We had a great day hiking back out and no sooner had we popped back up onto the rim, I ran into an old colleague from my research nursing days. It’s always fun to see someone you know totally out of context. Then we came back to the truck and some very kind souls had left 3 bottles of alcohol on our fender! We still don’t know who they were but what a wonderful thing to do! We are going to pay this forward. Pulling back into the campground, we found 75 cents on the ground so we actually made money that day.

Someone left us gifts on the fender of the truck
Horseshoe Mesa

Over the next few days, we did several more hikes halfway down to the bottom and back checking out different trails getting an idea of where we might want to backpack to at our next visit. One was Horseshoe mesa, which we loved.

Some of the trails in the Grand Canyon reminded us of the kaldemeri paths in Greece

We wanted a nicer phone camera and thought we could do better at getting internet service while moving around like we do by switching to Google Fi and getting a Pixel phone. It’s been nearly a month and we think Google Fi is a lie! We renamed it Google FU. The U is for Useless. The F is what you say when you are trying to use it! We seem to always be on a quest for phone & internet service and it was no different when we were sailing.
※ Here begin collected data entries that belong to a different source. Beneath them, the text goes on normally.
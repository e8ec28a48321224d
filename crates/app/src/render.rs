//! Plain-text rendering of controller views for the terminal.

use grader_core::UnitStatus;
use grader_core::wrap::{WRAP_WIDTH, wrap_text};
use services::{GradeVerdict, QuestionView};
use storage::GradeEventRecord;

pub fn question(view: &QuestionView) -> String {
    let mut out = format!("{} / {}\n{}\n", view.unit, view.qtag, "-".repeat(WRAP_WIDTH));
    push_wrapped(&mut out, &view.text);

    let parts: Vec<&str> = view.part_options.iter().map(|p| p.as_str()).collect();
    out.push_str(&format!("\nParts: {}\n", parts.join(", ")));

    out.push_str("\nSolution:\n");
    if view.student_solution.is_empty() {
        out.push_str("(empty)\n");
    } else {
        out.push_str(&view.student_solution);
        out.push('\n');
    }

    out.push_str(&format!("\n[{}] {}\n", view.selected_part, view.part.status_label));
    if !view.part.feedback.is_empty() {
        out.push_str("Feedback:\n");
        push_wrapped(&mut out, &view.part.feedback);
    }
    if !view.part.explanation.is_empty() {
        out.push_str("Explanation:\n");
        push_wrapped(&mut out, &view.part.explanation);
    }
    if let Some(error) = &view.error {
        out.push_str(&format!("\nerror: {error}\n"));
    }
    out
}

pub fn unit_table(status: &UnitStatus) -> String {
    let mut out = format!(
        "{:<12} {:<9} {:<12} {:>7}  {}\n",
        "question", "required", "completed", "points", "state"
    );
    for row in &status.rows {
        let state = row
            .status
            .classification()
            .map_or("-", |class| class.css_class());
        out.push_str(&format!(
            "{:<12} {:<9} {:<12} {:>7}  {}\n",
            row.qtag.as_str(),
            if row.required { "yes" } else { "no" },
            row.status.completed_label(),
            format!("{}/{}", row.status.earned_points, row.status.total_points),
            state
        ));
    }
    out.push_str(&format!(
        "\nTotal: {}/{}  Required: {}/{}\n",
        status.earned, status.possible, status.required_earned, status.required_possible
    ));
    out
}

pub fn verdict(verdict: &GradeVerdict) -> String {
    let mut out = format!("Result: {}\n", verdict.result.human_label());
    if !verdict.feedback.is_empty() {
        out.push_str("Feedback:\n");
        push_wrapped(&mut out, &verdict.feedback);
    }
    out
}

pub fn events(events: &[GradeEventRecord]) -> String {
    events
        .iter()
        .map(|record| {
            let event = &record.event;
            format!(
                "{:>5}  {}  {}/{}/{}  {}  {}  {}ms\n",
                record.id,
                event.created_at.format("%Y-%m-%d %H:%M:%S"),
                event.unit_id,
                event.qtag,
                event.part_label,
                event.model,
                event.result,
                event.latency_ms
            )
        })
        .collect()
}

fn push_wrapped(out: &mut String, text: &str) {
    for line in wrap_text(text, WRAP_WIDTH) {
        out.push_str(&line);
        out.push('\n');
    }
}

#[cfg(test)]
mod tests {
    use super::*;
    use grader_core::model::{
        EntryPatch, GradeStatus, Part, PartLabel, PartPatch, Qtag, Question, SessionEntry, Unit,
        UnitId, UnitSessions,
    };

    #[test]
    fn unit_table_lists_rows_and_totals() {
        let unit = Unit::new(
            UnitId::new("unit1"),
            vec![
                Question::new("q1", true, vec![Part::new("a", 5), Part::new("b", 5)]).unwrap(),
                Question::new("q2", false, Vec::new()).unwrap(),
            ],
        )
        .unwrap();
        let mut entry = SessionEntry::default();
        entry.apply(EntryPatch::Part {
            label: PartLabel::new("a"),
            patch: PartPatch::verdict(GradeStatus::Pass, "", ""),
        });
        let mut sessions = UnitSessions::new();
        sessions.insert(Qtag::new("q1"), entry);

        let text = unit_table(&UnitStatus::compute(&unit, Some(&sessions)));
        let rows: Vec<&str> = text.lines().collect();
        assert!(rows[1].starts_with("q1"));
        assert!(rows[1].contains("5/10"));
        assert!(rows[1].ends_with("partial"));
        assert!(rows[2].ends_with('-'));
        assert!(text.contains("Total: 5/10  Required: 5/10"));
    }

    #[test]
    fn verdict_uses_human_label() {
        let text = verdict(&GradeVerdict {
            result: GradeStatus::Fail,
            feedback: "Check your units.".into(),
            full_explanation: String::new(),
        });
        assert_eq!(text, "Result: incorrect\nFeedback:\nCheck your units.\n");
    }
}
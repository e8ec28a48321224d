//! Settings resolution.
//!
//! Priority, highest first:
//! 1. Command-line flag (clap also fills flags from their `LLMGRADER_*` env var)
//! 2. Environment variable
//! 3. TOML config file
//! 4. Built-in default

use std::path::{Path, PathBuf};
use std::time::Duration;

use anyhow::{Context, Result, bail};
use serde::Deserialize;
use services::OpenAiGraderConfig;
use url::Url;

pub const DEFAULT_DB_URL: &str = "sqlite://llmgrader.sqlite3";
pub const DEFAULT_UNITS_ROOT: &str = "questions";
pub const DEFAULT_API_BASE_URL: &str = "https://api.openai.com/v1";
pub const DEFAULT_TIMEOUT_SECS: u64 = 20;

/// Slack added on top of the grading timeout for connection setup.
pub const HTTP_TIMEOUT_BUFFER: Duration = Duration::from_secs(5);

const API_KEY_ENVS: [&str; 2] = ["LLMGRADER_API_KEY", "OPENAI_API_KEY"];

/// Contents of `config.toml`. Every key is optional.
#[derive(Debug, Default, Deserialize, PartialEq, Eq)]
#[serde(default, deny_unknown_fields)]
pub struct FileConfig {
    pub db_url: Option<String>,
    pub session_dir: Option<PathBuf>,
    pub units_root: Option<PathBuf>,
    pub api_base_url: Option<String>,
    pub model: Option<String>,
    pub timeout_secs: Option<u64>,
    pub api_key: Option<String>,
}

/// Values given on the command line (or through clap's env fallback).
#[derive(Debug, Default, Clone)]
pub struct Overrides {
    pub db_url: Option<String>,
    pub session_dir: Option<PathBuf>,
    pub units_root: Option<PathBuf>,
    pub api_base_url: Option<String>,
    pub model: Option<String>,
    pub timeout_secs: Option<u64>,
    pub api_key: Option<String>,
}

#[derive(Debug, Clone)]
pub struct Settings {
    pub db_url: String,
    /// Directory for session blobs; `None` keeps them in the database.
    pub session_dir: Option<PathBuf>,
    pub units_root: PathBuf,
    pub api_base_url: Url,
    /// `None` lets each question's preferred model apply.
    pub model: Option<String>,
    pub timeout_secs: u64,
    pub api_key: Option<String>,
}

impl Settings {
    /// Merge overrides, environment, and file values.
    ///
    /// `env` looks up an environment variable; tests pass a closure over a
    /// fixed map.
    ///
    /// # Errors
    ///
    /// Returns an error if the API base URL does not parse or is not http(s).
    pub fn resolve(
        overrides: Overrides,
        file: FileConfig,
        env: impl Fn(&str) -> Option<String>,
    ) -> Result<Self> {
        let api_key = overrides
            .api_key
            .or_else(|| API_KEY_ENVS.into_iter().find_map(|name| env(name)))
            .or(file.api_key)
            .filter(|key| !key.trim().is_empty());

        let raw_base = overrides
            .api_base_url
            .or(file.api_base_url)
            .unwrap_or_else(|| DEFAULT_API_BASE_URL.to_string());
        let api_base_url = Url::parse(&raw_base)
            .with_context(|| format!("invalid api_base_url: {raw_base}"))?;
        if !matches!(api_base_url.scheme(), "http" | "https") {
            bail!("api_base_url must use http or https: {raw_base}");
        }

        Ok(Self {
            db_url: overrides
                .db_url
                .or(file.db_url)
                .unwrap_or_else(|| DEFAULT_DB_URL.to_string()),
            session_dir: overrides.session_dir.or(file.session_dir),
            units_root: overrides
                .units_root
                .or(file.units_root)
                .unwrap_or_else(|| PathBuf::from(DEFAULT_UNITS_ROOT)),
            api_base_url,
            model: overrides.model.or(file.model),
            timeout_secs: overrides
                .timeout_secs
                .or(file.timeout_secs)
                .unwrap_or(DEFAULT_TIMEOUT_SECS),
            api_key,
        })
    }

    /// Request timeout handed to the HTTP client.
    #[must_use]
    pub fn http_timeout(&self) -> Duration {
        Duration::from_secs(self.timeout_secs) + HTTP_TIMEOUT_BUFFER
    }

    #[must_use]
    pub fn grader_config(&self) -> OpenAiGraderConfig {
        OpenAiGraderConfig {
            base_url: self.api_base_url.as_str().trim_end_matches('/').to_string(),
            api_key: self.api_key.clone(),
        }
    }
}

/// Locate the config file: explicit path (`--config` or `LLMGRADER_CONFIG`),
/// then `<config_dir>/llmgrader/config.toml` if it exists.
#[must_use]
pub fn config_path(explicit: Option<&Path>) -> Option<PathBuf> {
    if let Some(path) = explicit {
        return Some(path.to_path_buf());
    }
    dirs::config_dir()
        .map(|dir| dir.join("llmgrader").join("config.toml"))
        .filter(|path| path.exists())
}

/// Read and parse the config file; no path means an empty config.
///
/// # Errors
///
/// Returns an error if the file cannot be read or is not valid TOML.
pub fn load_file(path: Option<&Path>) -> Result<FileConfig> {
    let Some(path) = path else {
        return Ok(FileConfig::default());
    };
    let raw = std::fs::read_to_string(path)
        .with_context(|| format!("failed to read config file {}", path.display()))?;
    toml::from_str(&raw).with_context(|| format!("failed to parse config file {}", path.display()))
}

#[cfg(test)]
mod tests {
    use std::collections::HashMap;

    use super::*;

    fn no_env(_: &str) -> Option<String> {
        None
    }

    #[test]
    fn defaults_apply_when_nothing_is_set() {
        let settings = Settings::resolve(Overrides::default(), FileConfig::default(), no_env).unwrap();
        assert_eq!(settings.db_url, DEFAULT_DB_URL);
        assert_eq!(settings.units_root, PathBuf::from("questions"));
        assert_eq!(settings.api_base_url.as_str(), "https://api.openai.com/v1");
        assert_eq!(settings.model, None);
        assert_eq!(settings.session_dir, None);
        assert_eq!(settings.http_timeout(), Duration::from_secs(25));
        assert!(settings.api_key.is_none());
        assert_eq!(settings.grader_config().base_url, "https://api.openai.com/v1");
    }

    #[test]
    fn overrides_beat_file_values() {
        let file = FileConfig {
            db_url: Some("sqlite://file.db".into()),
            model: Some("gpt-4o".into()),
            timeout_secs: Some(60),
            ..FileConfig::default()
        };
        let overrides = Overrides {
            db_url: Some("sqlite://cli.db".into()),
            session_dir: Some(PathBuf::from("/var/lib/llmgrader/sessions")),
            ..Overrides::default()
        };
        let settings = Settings::resolve(overrides, file, no_env).unwrap();
        assert_eq!(settings.db_url, "sqlite://cli.db");
        assert_eq!(
            settings.session_dir,
            Some(PathBuf::from("/var/lib/llmgrader/sessions"))
        );
        assert_eq!(settings.model.as_deref(), Some("gpt-4o"));
        assert_eq!(settings.timeout_secs, 60);
    }

    #[test]
    fn api_key_prefers_environment_over_file() {
        let env: HashMap<&str, &str> = HashMap::from([("OPENAI_API_KEY", "sk-env")]);
        let lookup = |name: &str| env.get(name).map(|v| (*v).to_string());
        let file = FileConfig {
            api_key: Some("sk-file".into()),
            ..FileConfig::default()
        };
        let settings = Settings::resolve(Overrides::default(), file, lookup).unwrap();
        assert_eq!(settings.api_key.as_deref(), Some("sk-env"));

        let overrides = Overrides {
            api_key: Some("sk-cli".into()),
            ..Overrides::default()
        };
        let settings = Settings::resolve(overrides, FileConfig::default(), lookup).unwrap();
        assert_eq!(settings.api_key.as_deref(), Some("sk-cli"));
    }

    #[test]
    fn blank_api_key_counts_as_missing() {
        let overrides = Overrides {
            api_key: Some("   ".into()),
            ..Overrides::default()
        };
        let settings = Settings::resolve(overrides, FileConfig::default(), no_env).unwrap();
        assert!(settings.api_key.is_none());
    }

    #[test]
    fn invalid_base_url_is_rejected() {
        for raw in ["not a url", "ftp://example.com"] {
            let overrides = Overrides {
                api_base_url: Some(raw.into()),
                ..Overrides::default()
            };
            assert!(Settings::resolve(overrides, FileConfig::default(), no_env).is_err());
        }
    }

    #[test]
    fn loads_toml_file() {
        let dir = tempfile::tempdir().unwrap();
        let path = dir.path().join("config.toml");
        std::fs::write(
            &path,
            "db_url = \"sqlite://graded.db\"\nsession_dir = \"sessions\"\nunits_root = \"/srv/units\"\ntimeout_secs = 45\n",
        )
        .unwrap();

        let file = load_file(Some(&path)).unwrap();
        assert_eq!(file.db_url.as_deref(), Some("sqlite://graded.db"));
        assert_eq!(file.units_root, Some(PathBuf::from("/srv/units")));
        assert_eq!(file.session_dir, Some(PathBuf::from("sessions")));
        assert_eq!(file.timeout_secs, Some(45));
        assert_eq!(load_file(None).unwrap(), FileConfig::default());
    }

    #[test]
    fn unknown_toml_keys_are_errors() {
        let dir = tempfile::tempdir().unwrap();
        let path = dir.path().join("config.toml");
        std::fs::write(&path, "db = \"typo\"\n").unwrap();
        assert!(load_file(Some(&path)).is_err());
        assert!(load_file(Some(&dir.path().join("missing.toml"))).is_err());
    }

    #[test]
    fn explicit_config_path_wins() {
        let explicit = PathBuf::from("/tmp/custom.toml");
        assert_eq!(config_path(Some(&explicit)), Some(explicit));
    }
}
So that’s what’s going on with us. We sure appreciated all the comments on Facebook and on the blog from when we were in a bad patch and we’re glad to be back in motion again. We’ve made plans to meet up with Jan & Rich in Tucson so are headed down to warmer weather and hope to get back to a few projects in between visiting.

We hope that new leadership will help begin to restore what’s been lost for our country, some human decency. The upside is that there are more people who believe in kindness and the greater good, the majority. People who selflessly do things like work to set aside incredible places for everyone to enjoy or who anonymously put bottles of wine on the fender of an overland truck, just for the sake of it.